Sometimes the common misanthrope is faced with a tough decision. Is it worth spending a few hours in a large room crammed with a lot of people in order to see their favourite band?
Often, the answer will be no. After all, that’s what CDs and iPods were created for; so we could listen to our favourite music at its best in the car, on headphones, or through some sick (good) speakers.
But, every now and then, an opportunity presents itself which you just cannot pass on, and you decide to see you should bite the bullet and go to music gigs.
Buying The Tickets
After you’ve decided the number of tickets you should purchase (usually this will be a low number as misanthropes tend to travel in small packs), they take to ticket purchasing sites on the internet.
If you’re lucky, you may have access to some pre-order tickets, but otherwise, you’ll find yourself sat at a screen at 8:59 am on a Friday when you should be working. You’re getting yourself ready to press ‘Refresh’ bang on 9 am in the hope of being first in the virtual queue to buy the tickets with ease.
What actually happens is that the website crashes at 9 am.
After you’ve navigated the first hurdle by shouting and refreshing the page every 3 seconds, you will hopefully get the tickets. Then you have a set amount of time to complete the process. Time is against you, and now is not the time to get your 16-digit credit card number wrong.
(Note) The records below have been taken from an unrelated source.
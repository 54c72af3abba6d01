//! Storage abstractions for the archive.
//!
//! Three collaborators sit behind traits:
//! - [`RelationalStore`]: galleries, year-partitioned rank history, sync state
//! - [`KvStore`]: flat `namespace:tag` → localized text
//! - [`TriggerQueue`]: delayed trigger messages
//!
//! Every store enforces a per-call ceiling. Callers go through [`batch`] and
//! [`kv`], which chunk to those ceilings and apply the bounded retry.
//!
//! ## Relational layout
//!
//! ```text
//! galleries               gallery_id PK, summary columns, tags_zh, updated_at
//! toplist_items_<year>    (gallery_id, list_date, period_type) PK, rank
//! sync_state              name PK, value
//! kv_entries              key PK, value
//! pending_triggers        id, message, not_before
//! ```

pub mod batch;
pub mod kv;
pub mod partition;
pub mod sqlite;

use std::collections::HashMap;
use std::time::Duration;

use async_trait::async_trait;
use chrono::{DateTime, Utc};

use crate::error::Result;
use crate::models::{GalleryDetails, GallerySummary, PeriodType, RankEntry, StaleGallery, ToplistRow};

pub use batch::{RetryPolicy, execute_chunked, with_retry};
pub use kv::{DiffReport, diff_write, get_chunked};
pub use sqlite::SqliteStore;

/// One independent write, executed as part of an atomic batch call.
#[derive(Debug, Clone, PartialEq, Eq)]
pub enum Statement {
    /// Insert a toplist sighting; existing rows are only overwritten while
    /// they have never been enriched.
    UpsertGallery(GallerySummary),

    /// Insert-or-ignore into the partition for the entry's year.
    InsertRank(RankEntry),

    /// Merge detail-page attributes. `None` fields keep the stored value.
    EnrichGallery {
        gallery_id: i64,
        details: GalleryDetails,
        tags_zh: Option<String>,
        updated_at: String,
    },

    /// Only move `updated_at`, so the row leaves the refresh selection.
    StampGallery { gallery_id: i64, updated_at: String },
}

/// Relational store with a per-call statement ceiling.
#[async_trait]
pub trait RelationalStore: Send + Sync {
    /// Largest number of statements accepted by one [`execute_batch`] call.
    ///
    /// [`execute_batch`]: RelationalStore::execute_batch
    fn max_statements(&self) -> usize;

    /// Execute all statements atomically. Returns the number of rows changed.
    async fn execute_batch(&self, statements: &[Statement]) -> Result<usize>;

    /// Number of galleries due for a detail refresh.
    async fn count_stale(&self, threshold: &str) -> Result<u64>;

    /// Galleries due for refresh, never-enriched first, oldest next.
    async fn select_stale(&self, threshold: &str, limit: usize) -> Result<Vec<StaleGallery>>;

    /// Rank-ordered rows for one list.
    async fn query_toplist(&self, list_date: &str, period_type: PeriodType)
    -> Result<Vec<ToplistRow>>;

    async fn get_state(&self, name: &str) -> Result<Option<String>>;

    async fn set_state(&self, name: &str, value: &str) -> Result<()>;
}

/// Key-value store with per-call read and write ceilings.
#[async_trait]
pub trait KvStore: Send + Sync {
    fn read_limit(&self) -> usize;

    fn write_limit(&self) -> usize;

    /// Values for the keys that exist.
    async fn get_many(&self, keys: &[String]) -> Result<HashMap<String, String>>;

    async fn put_many(&self, pairs: &[(String, String)]) -> Result<()>;

    /// Up to `limit` stored keys strictly after `after`, in key order.
    async fn list_keys(&self, after: Option<&str>, limit: usize) -> Result<Vec<String>>;

    async fn delete_many(&self, keys: &[String]) -> Result<()>;
}

/// A leased queue message; acknowledge it once handled.
#[derive(Debug, Clone, PartialEq, Eq)]
pub struct QueuedTrigger {
    pub id: i64,
    pub message: String,
}

/// Persistent queue of delayed trigger messages.
///
/// Delivery is at-least-once: a leased message that is not acknowledged
/// before its lease runs out is delivered again.
#[async_trait]
pub trait TriggerQueue: Send + Sync {
    async fn enqueue(&self, message: &str, delay: Duration) -> Result<()>;

    /// Lease every message due at `now`, oldest first. Each stays hidden
    /// until `now + lease`.
    async fn lease_due(&self, now: DateTime<Utc>, lease: Duration) -> Result<Vec<QueuedTrigger>>;

    /// Remove a handled message.
    async fn ack(&self, id: i64) -> Result<()>;
}
//! Toplist archive CLI
//!
//! Local execution entry point. For AWS Lambda, use `toplist-archive-lambda`.

use std::path::PathBuf;
use std::time::Duration;

use clap::{Parser, Subcommand};
use toplist_archive::{
    error::{AppError, Result},
    models::{Config, CrawlTrigger, PeriodType},
    pipeline::{self, CrawlContext, RunOptions, RunOutcome},
    storage::{RelationalStore, SqliteStore},
};

/// Toplist archive - ranked gallery crawler
#[derive(Parser, Debug)]
#[command(
    name = "toplist-archive",
    version,
    about = "Archives ranked gallery toplists, gallery details and tag translations"
)]
struct Cli {
    /// Path to the TOML configuration file
    #[arg(short, long, default_value = "data/config.toml")]
    config: PathBuf,

    /// Enable verbose logging
    #[arg(short, long)]
    verbose: bool,

    #[command(subcommand)]
    command: Command,
}

#[derive(Subcommand, Debug)]
enum Command {
    /// Write a default config (if missing) and create the database
    Init,

    /// Validate configuration and database partitions
    Validate,

    /// Run one job now
    Run {
        /// crawl-toplists, update-gallery or crawl-tags-translation
        trigger: CrawlTrigger,

        /// Re-apply the translation asset even if unchanged
        #[arg(long)]
        force: bool,
    },

    /// Queue a job for a later `drain`
    Enqueue {
        trigger: CrawlTrigger,

        #[arg(long, default_value_t = 0)]
        delay_secs: u64,
    },

    /// Run every due queued job
    Drain {
        #[arg(long)]
        force: bool,
    },

    /// Print one day's toplist as JSON
    Show {
        /// List date, YYYY-MM-DD
        date: String,

        /// day, month, year or all
        period: PeriodType,
    },
}

/// Initialize logging based on verbosity flag.
fn init_logging(verbose: bool, default_level: &str) {
    let level = if verbose { "debug" } else { default_level };
    env_logger::Builder::from_env(env_logger::Env::default().default_filter_or(level))
        .format_timestamp_secs()
        .init();
}

/// Main entry point for the CLI application.
#[tokio::main]
async fn main() -> Result<()> {
    let cli = Cli::parse();

    let config = if cli.config.exists() {
        Config::load(&cli.config)?
    } else {
        Config::load_or_default(&cli.config)
    };
    init_logging(cli.verbose, &config.logging.level);
    log::info!("Loaded configuration from {}", cli.config.display());

    match cli.command {
        Command::Init => {
            if cli.config.exists() {
                log::info!("Config already exists at {}", cli.config.display());
            } else {
                if let Some(parent) = cli.config.parent().filter(|p| !p.as_os_str().is_empty()) {
                    std::fs::create_dir_all(parent)?;
                }
                let text = toml::to_string_pretty(&Config::default())
                    .map_err(|e| AppError::config(format!("Serializing default config: {e}")))?;
                std::fs::write(&cli.config, text)?;
                log::info!("Wrote default config to {}", cli.config.display());
            }
            let store = SqliteStore::open(&config.storage.database_path, &config.storage)?;
            log::info!(
                "Database ready at {} ({} partitions)",
                config.storage.database_path,
                store.partition_tables()?.len()
            );
        }

        Command::Validate => {
            pipeline::validate_setup(&config)?;
            log::info!("All validations passed!");
        }

        Command::Run { trigger, force } => {
            let ctx = CrawlContext::open(config)?;
            let outcome = pipeline::run_trigger(
                &ctx,
                trigger,
                RunOptions {
                    force_translation: force,
                },
            )
            .await?;
            print_outcomes(std::slice::from_ref(&outcome))?;
        }

        Command::Enqueue {
            trigger,
            delay_secs,
        } => {
            let ctx = CrawlContext::open(config)?;
            pipeline::dispatch::schedule(&ctx, trigger, Duration::from_secs(delay_secs)).await?;
        }

        Command::Drain { force } => {
            let ctx = CrawlContext::open(config)?;
            let outcomes = pipeline::drain_queue(
                &ctx,
                RunOptions {
                    force_translation: force,
                },
            )
            .await?;
            print_outcomes(&outcomes)?;
        }

        Command::Show { date, period } => {
            let store = SqliteStore::open(&config.storage.database_path, &config.storage)?;
            let rows = store.query_toplist(&date, period).await?;
            println!("{}", serde_json::to_string_pretty(&rows)?);
        }
    }

    Ok(())
}

fn print_outcomes(outcomes: &[RunOutcome]) -> Result<()> {
    println!("{}", serde_json::to_string_pretty(outcomes)?);
    Ok(())
}
// src/utils/url.rs

//! URL manipulation utilities.

use url::Url;

/// Resolve a potentially relative URL against a base URL.
///
/// # Examples
/// ```
/// use toplist_archive::utils::url::resolve;
///
/// assert_eq!(
///     resolve("https://e-hentai.org/toplist.php", "/g/1/abc/"),
///     "https://e-hentai.org/g/1/abc/"
/// );
/// ```
pub fn resolve(base: &str, href: &str) -> String {
    Url::parse(base)
        .and_then(|b| b.join(href))
        .map(|u| u.to_string())
        .unwrap_or_else(|_| href.to_string())
}

/// Extract the lowercase host from a URL string.
pub fn get_domain(url: &str) -> Option<String> {
    Url::parse(url)
        .ok()
        .and_then(|u| u.host_str().map(str::to_lowercase))
}

/// Whether `url` points at `host` or one of its subdomains.
pub fn is_same_site(url: &str, host: &str) -> bool {
    let host = host.to_lowercase();
    match get_domain(url) {
        Some(domain) => domain == host || domain.ends_with(&format!(".{host}")),
        None => false,
    }
}

/// Route `target` through a relay endpoint as `?to=<encoded target>`.
pub fn relay_target(relay: &str, target: &str) -> crate::error::Result<String> {
    let mut url = Url::parse(relay)?;
    url.query_pairs_mut().append_pair("to", target);
    Ok(url.to_string())
}

#[cfg(test)]
mod tests {
    use super::*;

    #[test]
    fn test_get_domain() {
        assert_eq!(
            get_domain("https://E-Hentai.org/g/1/x/"),
            Some("e-hentai.org".to_string())
        );
        assert_eq!(get_domain("not a url"), None);
    }

    #[test]
    fn test_is_same_site() {
        assert!(is_same_site("https://e-hentai.org/toplist.php", "e-hentai.org"));
        assert!(is_same_site("https://api.e-hentai.org/", "e-hentai.org"));
        assert!(!is_same_site("https://cloudflare.com/cdn-cgi/trace", "e-hentai.org"));
        assert!(!is_same_site("https://note-hentai.org/", "e-hentai.org"));
    }

    #[test]
    fn test_relay_target_encodes() {
        let url = relay_target(
            "https://relay.internal/fetch-proxy",
            "https://e-hentai.org/toplist.php?tl=11&p=1",
        )
        .unwrap();
        assert_eq!(
            url,
            "https://relay.internal/fetch-proxy?to=https%3A%2F%2Fe-hentai.org%2Ftoplist.php%3Ftl%3D11%26p%3D1"
        );
    }
}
Hopefully, you have the tickets.
Attending Music Gigs
You’ve marked the date on the calendar, and now you’re counting down the months until the gig. Then the weeks. Then the days. And then the hours. And finally, you’re walking towards the venue.
You can already see a mass of people huddled near the entrance. You find yourself scrambling through a fog of cigarette smoke, and pushing aside people trying to sell you a spare ticket.
Incidentally, why do people try to sell spare tickets at the venue? Like I bring spare people with me?
Anyway, now you’ve handed your ticket over, had a bag and body search for plastic bottle lids, and you’re inside.
Should you be attending a civilised event with seats, then you’re in luck. Take your comfy seat and wait to be entertained. The only mild annoyance you’re likely to suffer is the person in front standing to cheer and sharing an armrest with the people next to you.
If you’re standing, and then you’re in a horrid time. You’re about to get closer to complete strangers than you have past lovers. If they’re not standing next to you rubbing against your arm, they’re in front or behind you and genitals are being rubbed against other people, against their will.
But, this isn’t the time to start shouting NO MEANS NO! The lights fade, people cheer, and music starts.
When The Gig Starts
It’s the warmup act. They receive a high-energy welcome, but halfway through their first song which no-one has heard before, people get bored and proceed to spend the next half hour Snapchatting and Facebooking.
Then the warm up act finally leaves to a kind round of applause and then the pushing starts again as people search for alcoholic refreshments and toilets before the main act. And then the pushing proceeds as they make their back to their clans.
Again, the lights fade and the music starts. It’s them, the people you actually paid to see.
Except, you can’t see them because a herd of giraffes has gathered just in front of you. So instead, what you’re actually doing, is being deafened by your favourite songs whilst being blinding by cool lighting, and enjoying the occasional glimpse of the band members.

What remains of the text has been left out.